Cientistas do Instituto de Investigação em Biomedicina de Barcelona (IRB), em Espanha, descobriram um mecanismo controlado pela proteína CPEB1 que afeta mais de 200 genes relacionados com a proliferação celular e com a progressão de tumores.

O mecanismo foi identificado a partir da utilização de células de linfoma de Hodgkin. O estudo, publicado no domingo na revista Nature, mostrou que a CPEB1 altera uma região específica de um tipo de molécula de RNA. Segundo um dos autores, Raúl Méndez, a CPEB1 descontrola centenas de moléculas de RNA que estimulam a desdiferenciação celular, quando a célula adulta passa a agir como embrionária, e a sua proliferação, promovendo o alastramento do cancro.

"As proteínas CPEB são necessárias durante o desenvolvimento e também durante a regeneração do tecido, mas se ficam continuamente ligadas, as células dividem-se em momentos errados e formam o tumor", explica Méndez.

"Esta descoberta é positiva do ponto de vista terapêutico, pois significa que se removermos a CPEB1 de células saudáveis, a sua função pode ser assumida por qualquer outra proteína CPEB. Em contraste, em tumores, apenas a CPEB1 tem a capacidade de encurtar essas regiões, afetando apenas as células tumorais", explicou Felice Alessio Bava, investigador principal.

O laboratório desenvolveu um sistema de rastreio de moléculas terapêuticas para criar um medicamento que pode inibir a ação da CPEB em tumores, com poucos efeitos secundários nas células saudáveis.

"Não há drogas atualmente disponíveis que influenciam a regulação da expressão do gene, a este nível. As nossas descobertas abrem uma janela terapêutica pioneira. Estamos otimistas com o potencial de proteínas CPEB como alvos", conclui Méndez.

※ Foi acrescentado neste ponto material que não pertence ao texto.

// Copyright (c) 2025-2026 Adrian Robinson. Licensed under the AGPL-3.0.
// See LICENSE file in the project root for full license text.

//! UI-facing operations: submit, inspect the queues, reads.

use tokio::sync::broadcast;
use tracing::{debug, info, warn};

use crate::cache::{CacheClass, CachedValue};
use crate::drain::{DrainEvent, DrainReport, DrainTrigger, ReplayOutcome};
use crate::queue::{EntryId, QueueEntry, QueueName};
use crate::remote::RemoteRequest;

use super::{EngineState, Mutation, SubmitOutcome, SyncEngine, SyncError};

impl SyncEngine {
    fn ensure_accepting(&self) -> Result<(), SyncError> {
        if self.state() == EngineState::ShuttingDown {
            return Err(SyncError::ShuttingDown);
        }
        Ok(())
    }

    /// Apply a mutation now if possible, otherwise queue it.
    ///
    /// - online, nothing older queued: attempt in the foreground
    ///   - all steps acknowledged → [`SubmitOutcome::Applied`]
    ///   - rejected → [`SyncError::Rejected`], nothing queued
    ///   - transient failure → queued with whatever progress was made
    /// - offline, or older entries of the same kind still waiting → queued
    ///
    /// A queued mutation's optimistic view is written to the cache.
    #[tracing::instrument(skip(self, mutation), fields(queue = %mutation.queue))]
    pub async fn submit(&self, mutation: Mutation) -> Result<SubmitOutcome, SyncError> {
        self.ensure_accepting()?;

        let now = self.clock.now_millis();
        let mut entry = QueueEntry::new(mutation.queue, mutation.entry, now);

        // Going ahead of older queued entries would break per-queue ordering
        let queue_busy = self.queue.pending_count(mutation.queue).await? > 0;

        if self.connectivity.current() && !queue_busy {
            match self.scheduler.replay_entry(&mut entry, false).await {
                ReplayOutcome::Succeeded(response) => {
                    self.scheduler.fold(&entry, &response).await;
                    debug!(id = %entry.id, "Mutation applied in foreground");
                    return Ok(SubmitOutcome::Applied(response));
                }
                ReplayOutcome::Permanent { reason, status } => {
                    warn!(id = %entry.id, reason = %reason, ?status, "Mutation rejected");
                    return Err(SyncError::Rejected {
                        status,
                        message: reason,
                    });
                }
                ReplayOutcome::Transient { error } => {
                    debug!(id = %entry.id, error = %error, "Foreground attempt failed, queueing");
                    entry.attempt_count = 1;
                    entry.last_error = Some(error);
                }
            }
        }

        let id = self.queue.enqueue_prepared(entry).await?;

        if let Some(update) = mutation.optimistic {
            if let Err(e) = self.cache.write(&update.key, update.class, update.value).await {
                warn!(key = %update.key, error = %e, "Optimistic cache update failed");
            }
        }

        info!(id = %id, "Mutation queued");
        Ok(SubmitOutcome::Queued(id))
    }

    /// Entries of one queue in creation order, flagged ones included.
    pub async fn list_pending(&self, queue: QueueName) -> Result<Vec<QueueEntry>, SyncError> {
        Ok(self.queue.list(queue).await?)
    }

    /// Entries still waiting for automatic replay, across all queues.
    pub async fn pending_count(&self) -> Result<usize, SyncError> {
        Ok(self.queue.pending_total().await?)
    }

    pub async fn needs_attention(&self) -> Result<Vec<QueueEntry>, SyncError> {
        Ok(self.queue.needs_attention().await?)
    }

    /// User retry: drain every queue now, ignoring backoff.
    pub async fn request_drain(&self) -> Result<Vec<DrainReport>, SyncError> {
        self.ensure_accepting()?;
        Ok(self.scheduler.drain_all(DrainTrigger::UserRetry).await)
    }

    /// App came to the foreground. Drains only when something is waiting.
    pub async fn on_foreground(&self) -> Result<Vec<DrainReport>, SyncError> {
        self.ensure_accepting()?;
        if self.queue.pending_total().await? == 0 {
            return Ok(Vec::new());
        }
        Ok(self.scheduler.drain_all(DrainTrigger::Foreground).await)
    }

    /// Put a flagged entry back into automatic replay.
    pub async fn requeue(&self, queue: QueueName, id: EntryId) -> Result<(), SyncError> {
        if !self.queue.requeue(queue, id).await? {
            return Err(SyncError::EntryNotFound { queue, id });
        }
        info!(queue = %queue, id = %id, "Entry requeued by user");
        Ok(())
    }

    /// Drop an entry for good. The only way a mutation leaves the queue unreplayed.
    pub async fn discard(&self, queue: QueueName, id: EntryId) -> Result<(), SyncError> {
        if !self.queue.remove(queue, id).await? {
            return Err(SyncError::EntryNotFound { queue, id });
        }
        info!(queue = %queue, id = %id, "Entry discarded by user");
        Ok(())
    }

    pub fn subscribe_events(&self) -> broadcast::Receiver<DrainEvent> {
        self.scheduler.subscribe()
    }

    /// Cached value for `key`, possibly stale.
    pub async fn read(&self, key: &str) -> Result<CachedValue, SyncError> {
        Ok(self.cache.read(key).await?)
    }

    /// Cached value for `key` without waiting on the network when one exists.
    ///
    /// A stale hit is returned at once while `GET path` refreshes it in the
    /// background. A miss waits on the `GET` and caches the result.
    pub async fn read_through(
        &self,
        key: &str,
        class: CacheClass,
        path: &str,
    ) -> Result<CachedValue, SyncError> {
        let endpoint = self.endpoint.clone();
        let request = RemoteRequest::get(path);
        let value = self
            .cache
            .read_through(key, class, move || async move {
                let response = match endpoint.send(&request).await {
                    Ok(response) => response,
                    Err(e) => return Err(e.to_string()),
                };
                if response.is_success() {
                    Ok::<_, String>(response.body)
                } else {
                    Err(format!("HTTP {}: {}", response.status, response.error_message()))
                }
            })
            .await?;
        Ok(value)
    }

    pub async fn invalidate(&self, key: &str) -> Result<(), SyncError> {
        Ok(self.cache.invalidate(key).await?)
    }

    pub async fn invalidate_all(&self) -> Result<usize, SyncError> {
        Ok(self.cache.invalidate_all().await?)
    }
}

Cientistas australianos descobrem como as células cancerígenas enganam organismo

Artigo da LUSA publicado em 24/03/2014 pela Sapo na rubrica Saúde.
Células cancerígenas emitem molécula que impede sistema imunitário de combater o cancro.

Uma equipa de cientistas australianos acredita ter descoberto a forma como as células cancerígenas enganam o sistema imunológico do organismo, levando-o a pensar que são inofensivas, noticiou hoje a cadeia australiana SBS.

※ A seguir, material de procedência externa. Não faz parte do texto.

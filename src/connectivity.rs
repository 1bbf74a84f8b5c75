// Copyright (c) 2025-2026 Adrian Robinson. Licensed under the AGPL-3.0.
// See LICENSE file in the project root for full license text.

//! Connectivity tracking.
//!
//! Two feeds set the state:
//! - the platform (`set_online`, `notify_online`)
//! - optional active probes (`record_probe`), where `failure_threshold`
//!   consecutive failures report offline and one success reports online
//!
//! Consumers either register a callback with [`ConnectivityObserver::subscribe`]
//! or hold a [`watch::Receiver`] from [`ConnectivityObserver::watch`].

use std::collections::HashMap;
use std::sync::atomic::{AtomicU64, Ordering};
use std::sync::{Arc, Weak};
use std::time::Duration;

use async_trait::async_trait;
use parking_lot::RwLock;
use tokio::sync::watch;
use tracing::{debug, info, warn};

type Callback = Arc<dyn Fn(bool) + Send + Sync>;

struct Inner {
    tx: watch::Sender<bool>,
    callbacks: RwLock<HashMap<u64, Callback>>,
    next_id: AtomicU64,
    consecutive_failures: AtomicU64,
    failure_threshold: AtomicU64,
}

impl Inner {
    fn emit(&self, online: bool) {
        // Snapshot so a callback may unsubscribe without deadlocking
        let callbacks: Vec<Callback> = self.callbacks.read().values().cloned().collect();
        for callback in callbacks {
            callback(online);
        }
    }
}

#[derive(Clone)]
pub struct ConnectivityObserver {
    inner: Arc<Inner>,
}

impl ConnectivityObserver {
    pub fn new(initially_online: bool, failure_threshold: u64) -> Self {
        let (tx, _) = watch::channel(initially_online);
        crate::metrics::set_online(initially_online);
        Self {
            inner: Arc::new(Inner {
                tx,
                callbacks: RwLock::new(HashMap::new()),
                next_id: AtomicU64::new(1),
                consecutive_failures: AtomicU64::new(0),
                failure_threshold: AtomicU64::new(failure_threshold.max(1)),
            }),
        }
    }

    /// Last known state. Never blocks.
    #[must_use]
    pub fn current(&self) -> bool {
        *self.inner.tx.borrow()
    }

    /// Register a callback for transitions. Dropping the handle unsubscribes.
    #[must_use = "dropping the Subscription unsubscribes immediately"]
    pub fn subscribe(&self, on_change: impl Fn(bool) + Send + Sync + 'static) -> Subscription {
        let id = self.inner.next_id.fetch_add(1, Ordering::Relaxed);
        self.inner.callbacks.write().insert(id, Arc::new(on_change));
        Subscription {
            inner: Arc::downgrade(&self.inner),
            id,
        }
    }

    /// Receiver that wakes on every transition and on repeated online notifications.
    pub fn watch(&self) -> watch::Receiver<bool> {
        self.inner.tx.subscribe()
    }

    /// Platform connectivity report. Only an actual change is emitted.
    pub fn set_online(&self, online: bool) -> bool {
        let changed = self.inner.tx.send_if_modified(|current| {
            if *current == online {
                false
            } else {
                *current = online;
                true
            }
        });

        if changed {
            let to = if online { "online" } else { "offline" };
            info!(to, "Connectivity changed");
            crate::metrics::set_online(online);
            crate::metrics::record_transition(to);
            self.inner.emit(online);
        }
        changed
    }

    /// A platform "online" signal, delivered even when already online.
    ///
    /// Platforms re-send online notifications (network switches, app resume),
    /// so everything downstream of this must tolerate duplicates.
    pub fn notify_online(&self) {
        if self.set_online(true) {
            return;
        }
        debug!("Duplicate online notification");
        self.inner.tx.send_modify(|current| *current = true);
        self.inner.emit(true);
    }

    /// Feed a probe result. Returns the state after applying it.
    pub fn record_probe(&self, ok: bool) -> bool {
        if ok {
            self.inner.consecutive_failures.store(0, Ordering::Relaxed);
            self.set_online(true);
        } else {
            let failures = self.inner.consecutive_failures.fetch_add(1, Ordering::Relaxed) + 1;
            let threshold = self.inner.failure_threshold.load(Ordering::Relaxed);
            if failures >= threshold {
                if self.set_online(false) {
                    warn!(failures, threshold, "Connectivity probe failing, reporting offline");
                }
            } else {
                debug!(failures, threshold, "Connectivity probe failed");
            }
        }
        self.current()
    }

    pub fn set_failure_threshold(&self, threshold: u64) {
        self.inner
            .failure_threshold
            .store(threshold.max(1), Ordering::Relaxed);
    }

    #[must_use]
    pub fn subscriber_count(&self) -> usize {
        self.inner.callbacks.read().len()
    }
}

/// Handle to a registered connectivity callback.
pub struct Subscription {
    inner: Weak<Inner>,
    id: u64,
}

impl Subscription {
    pub fn unsubscribe(self) {
        // Drop does the work
    }
}

impl Drop for Subscription {
    fn drop(&mut self) {
        if let Some(inner) = self.inner.upgrade() {
            inner.callbacks.write().remove(&self.id);
        }
    }
}

/// Active reachability check.
#[async_trait]
pub trait ConnectivityProbe: Send + Sync {
    async fn probe(&self) -> bool;
}

/// HEAD request against the remote base URL. Any HTTP response counts as reachable.
pub struct HttpProbe {
    client: reqwest::Client,
    url: String,
    timeout: Duration,
}

impl HttpProbe {
    pub fn new(url: impl Into<String>, timeout: Duration) -> Self {
        Self {
            client: reqwest::Client::new(),
            url: url.into(),
            timeout,
        }
    }
}

#[async_trait]
impl ConnectivityProbe for HttpProbe {
    async fn probe(&self) -> bool {
        match self.client.head(&self.url).timeout(self.timeout).send().await {
            Ok(response) => {
                debug!(status = response.status().as_u16(), "Probe reached remote");
                true
            }
            Err(e) => {
                debug!(error = %e, "Probe failed");
                false
            }
        }
    }
}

A descoberta permite uma maior compreensão da forma como os glóbulos brancos, também conhecidos por "células assassinas", distinguem as células inofensivas das doentes e poderá levar ao desenvolvimento de novos tratamentos para os cancros mais agressivos e avançados, segundo o investigador principal do projeto, Mark Smyth.

"Diz-nos algo que não sabíamos antes. E tem também implicações nos vírus", disse Smyth, do Instituto Berghofer de Investigação Médica de Queensland (QIMR/Queensland Institute of Medical Research - Berghofer), na Austrália.

"Essencialmente mostra que o cancro 'sequestra' o sistema de reconhecimento e ativação imunológica, o que lhe permite espalhar-se pelo corpo", acrescentou, considerando a descoberta "muito entusiasmante".

"Passei grande parte da minha carreira a tentar convencer as pessoas de que o sistema imunológico reage ao cancro", sublinhou, acrescentando: "O nosso trabalho é importante, mas apenas uma pequena parte do retrato completo".

Os investigadores identificaram uma proteína conhecida como CD96, que se encontra nos glóbulos brancos e que tem como função evitar que as "células assassinas" ataquem os tecidos saudáveis.

Molécula inibe sistema imunitário

Contudo, os cientistas descobriram que as células cancerígenas emitem uma molécula, reconhecida pela CD96, que impede as 'células assassinas' de reagirem.

A equipa conseguiu provar a sua teoria com experiências em laboratório. O próximo passo é fazer testes em células humanas.

"Se resultar, faz sentido desenvolver anticorpos para bloquear a proteína CD96", disse Smyth, cuja descoberta foi publicada no jornal Nature Immunology.
"A imunoterapia revolucionou o tratamento do cancro. Algumas pessoas estão a sair dos tratamentos curadas", sublinhou.

O diretor do QIMR Berghofer Research Institute, Frank Gannon, adiantou que este progresso é o resultado de muitos anos de trabalho.

"É a coisa mais entusiasmante que vi nos últimos 20 anos", disse, adiantando que, dentro de cinco anos, será possível fazer testes em humanos.